▸ WHAT YOU WILL DO:
Report all lines from the entries below in which "write" appears.

···

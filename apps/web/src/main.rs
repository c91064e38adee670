use yew::prelude::*;

mod pages;
use pages::{AppPage, TooltipDemo};

#[function_component]
fn App() -> Html {
    html! {
        <AppPage>
            <TooltipDemo />
        </AppPage>
    }
}

fn main() {
    let _ = console_log::init_with_level(log::Level::Debug);
    yew::Renderer::<App>::new().render();
}
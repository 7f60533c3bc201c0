//! Pipeline stages for one conversion request.
//!
//! Each submodule implements exactly one step; the façade in
//! [`crate::convert`] chains them.
//!
//! ## Data Flow
//!
//! ```text
//! input ──▶ worker ──▶ materialize ──▶ response
//! (path/URL/  (child     (archive, upload
//!  base64)    process)    or inline)
//! ```
//!
//! 1. [`input`]  — resolve a path, URL or inline payload to a local file
//! 2. [`worker`] — run the conversion worker under a deadline and parse its result
//! 3. [`materialize`] — decide how the outputs reach the caller
//!
//! Support modules: [`archive`] (zip building), [`encode`] (base64 both ways),
//! [`cleanup`] (scratch-file ownership).

pub mod archive;
pub mod cleanup;
pub mod encode;
pub mod input;
pub mod materialize;
pub mod worker;
//! Input resolution: normalise a path, URL, or inline payload to a local file.
//!
//! The worker only understands local paths. Local paths are used in place;
//! URLs and inline payloads are written to a uniquely named file in the
//! scratch directory and wrapped in a [`ScratchFile`] so they disappear when
//! the tool call finishes, whatever the outcome.
//!
//! Local paths are never checked for existence here beyond the search
//! heuristic: a path that cannot be found is passed through unchanged and the
//! worker reports the not-found error, so there is exactly one wording for it.

use crate::config::ServerConfig;
use crate::error::ConvertError;
use crate::pipeline::cleanup::ScratchFile;
use crate::pipeline::encode::decode_payload;
use once_cell::sync::Lazy;
use regex::Regex;
use std::path::{Path, PathBuf};
use std::time::Duration;
use tracing::{debug, info};

/// Characters that are illegal in file names on at least one common platform.
static ILLEGAL_FILENAME_CHARS: Lazy<Regex> =
    Lazy::new(|| Regex::new(r#"[<>:"/\\|?*\x00-\x1f]"#).expect("valid regex"));

const FALLBACK_FILENAME: &str = "downloaded.pdf";

/// Which of the three mutually exclusive input variants the caller supplied.
#[derive(Debug, Clone, PartialEq, Eq)]
pub enum InputSource {
    /// Local file path (possibly quoted, possibly just a file name).
    Path(String),
    /// HTTP/HTTPS URL to download.
    Url(String),
    /// Base64 document bytes.
    Inline(String),
}

impl InputSource {
    /// Pick the single supplied variant.
    ///
    /// Blank strings count as absent. Zero or several variants is an
    /// [`ConvertError::InvalidInput`].
    pub fn select(
        path: Option<&str>,
        url: Option<&str>,
        inline: Option<&str>,
    ) -> Result<Self, ConvertError> {
        let present = |v: Option<&str>| v.filter(|s| !s.trim().is_empty()).map(str::to_string);
        let candidates = [
            present(path).map(InputSource::Path),
            present(url).map(InputSource::Url),
            present(inline).map(InputSource::Inline),
        ];
        let mut supplied = candidates.into_iter().flatten();
        match (supplied.next(), supplied.next()) {
            (Some(source), None) => Ok(source),
            (None, _) => Err(ConvertError::InvalidInput(
                "provide one of pdf_path, pdf_url, or pdf_base64".into(),
            )),
            (Some(_), Some(_)) => Err(ConvertError::InvalidInput(
                "pdf_path, pdf_url, and pdf_base64 are mutually exclusive; provide only one"
                    .into(),
            )),
        }
    }

    /// Short variant name for logs.
    pub fn kind(&self) -> &'static str {
        match self {
            InputSource::Path(_) => "path",
            InputSource::Url(_) => "url",
            InputSource::Inline(_) => "inline",
        }
    }
}

/// The resolved input: a caller-owned local path or a scratch file.
#[derive(Debug)]
pub enum ResolvedInput {
    /// Input was already a local file (or an unresolved pass-through path).
    Local(PathBuf),
    /// Input was downloaded or decoded into the scratch directory.
    /// Dropping this variant deletes the file.
    Temporary(ScratchFile),
}

impl ResolvedInput {
    /// Get the path to hand to the worker regardless of how it was resolved.
    pub fn path(&self) -> &Path {
        match self {
            ResolvedInput::Local(p) => p,
            ResolvedInput::Temporary(f) => f.path(),
        }
    }

    pub fn is_temporary(&self) -> bool {
        matches!(self, ResolvedInput::Temporary(_))
    }
}

/// Check if the input string looks like a URL.
pub fn is_url(input: &str) -> bool {
    input.starts_with("http://") || input.starts_with("https://")
}

/// Resolve the selected input variant to a local file.
pub async fn resolve_input(
    source: &InputSource,
    config: &ServerConfig,
) -> Result<ResolvedInput, ConvertError> {
    match source {
        InputSource::Path(raw) => Ok(resolve_local(raw, &search_dirs())),
        InputSource::Url(url) => {
            download_url(url, &config.scratch_dir, config.download_timeout_secs).await
        }
        InputSource::Inline(payload) => {
            let bytes = decode_payload(payload)?;
            let file = ScratchFile::write(&config.scratch_dir, "inline-", ".pdf", &bytes).await?;
            info!("Inline payload written to: {}", file.path().display());
            Ok(ResolvedInput::Temporary(file))
        }
    }
}

/// Directories searched, in order, for a bare file name that was not found as given.
pub fn search_dirs() -> Vec<PathBuf> {
    let mut dirs_list = Vec::new();
    if let Ok(cwd) = std::env::current_dir() {
        dirs_list.push(cwd.clone());
        for sub in ["test", "uploads", "files"] {
            dirs_list.push(cwd.join(sub));
        }
    }
    dirs_list.extend(
        [dirs::download_dir(), dirs::document_dir(), dirs::desktop_dir()]
            .into_iter()
            .flatten(),
    );
    dirs_list.push(std::env::temp_dir());
    dirs_list
}

/// Strip the quote characters that copy-pasting a path often leaves behind.
pub fn clean_path_arg(raw: &str) -> &str {
    raw.trim()
        .trim_matches(|c| matches!(c, '"' | '\'' | '`' | '“' | '”' | '‘' | '’'))
        .trim()
}

/// Resolve a local path: exact match first, then basename search, then pass-through.
pub fn resolve_local(raw: &str, search: &[PathBuf]) -> ResolvedInput {
    let cleaned = PathBuf::from(clean_path_arg(raw));

    if cleaned.exists() {
        debug!("Resolved local PDF: {}", cleaned.display());
        return ResolvedInput::Local(cleaned);
    }

    if let Some(name) = cleaned.file_name() {
        if let Some(found) = search
            .iter()
            .map(|dir| dir.join(name))
            .find(|candidate| candidate.is_file())
        {
            info!(
                "Resolved '{}' by file name to: {}",
                cleaned.display(),
                found.display()
            );
            return ResolvedInput::Local(found);
        }
    }

    debug!(
        "'{}' not found locally; passing through to the worker",
        cleaned.display()
    );
    ResolvedInput::Local(cleaned)
}

/// Download a URL into the scratch directory.
async fn download_url(
    url: &str,
    scratch_dir: &Path,
    timeout_secs: u64,
) -> Result<ResolvedInput, ConvertError> {
    if !is_url(url) {
        return Err(ConvertError::InvalidInput(format!(
            "pdf_url must be an http:// or https:// URL, got '{url}'"
        )));
    }
    info!("Downloading PDF from: {}", url);

    let client = reqwest::Client::builder()
        .timeout(Duration::from_secs(timeout_secs))
        .build()
        .map_err(|e| ConvertError::DownloadFailed {
            url: url.to_string(),
            reason: e.to_string(),
        })?;

    let map_send_err = |e: reqwest::Error| {
        if e.is_timeout() {
            ConvertError::DownloadTimeout {
                url: url.to_string(),
                secs: timeout_secs,
            }
        } else {
            ConvertError::DownloadFailed {
                url: url.to_string(),
                reason: e.to_string(),
            }
        }
    };

    let response = client.get(url).send().await.map_err(map_send_err)?;

    if !response.status().is_success() {
        return Err(ConvertError::DownloadFailed {
            url: url.to_string(),
            reason: format!("HTTP {}", response.status()),
        });
    }

    let bytes = response.bytes().await.map_err(map_send_err)?;
    let filename = filename_from_url(url);
    let file = ScratchFile::write(scratch_dir, "download-", &format!("-{filename}"), &bytes).await?;

    info!(
        "Downloaded {} bytes to: {}",
        bytes.len(),
        file.path().display()
    );
    Ok(ResolvedInput::Temporary(file))
}

/// Derive a safe file name from the URL path, falling back to a generic name.
pub fn filename_from_url(url: &str) -> String {
    let last_segment = reqwest::Url::parse(url).ok().and_then(|parsed| {
        parsed
            .path_segments()
            .and_then(|mut segments| segments.next_back().map(str::to_string))
    });

    match last_segment {
        Some(last) if last.to_ascii_lowercase().ends_with(".pdf") && last.len() > 4 => {
            sanitize_filename(&last)
        }
        _ => FALLBACK_FILENAME.to_string(),
    }
}

/// Replace characters that are illegal in file names with `_`.
pub fn sanitize_filename(name: &str) -> String {
    ILLEGAL_FILENAME_CHARS.replace_all(name, "_").into_owned()
}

···

▸ SOLUTION TO THIS TASK:
            let file = ScratchFile::write(&config.scratch_dir, "inline-", ".pdf", &bytes).await?;
    let file = ScratchFile::write(scratch_dir, "download-", &format!("-{filename}"), &bytes).await?;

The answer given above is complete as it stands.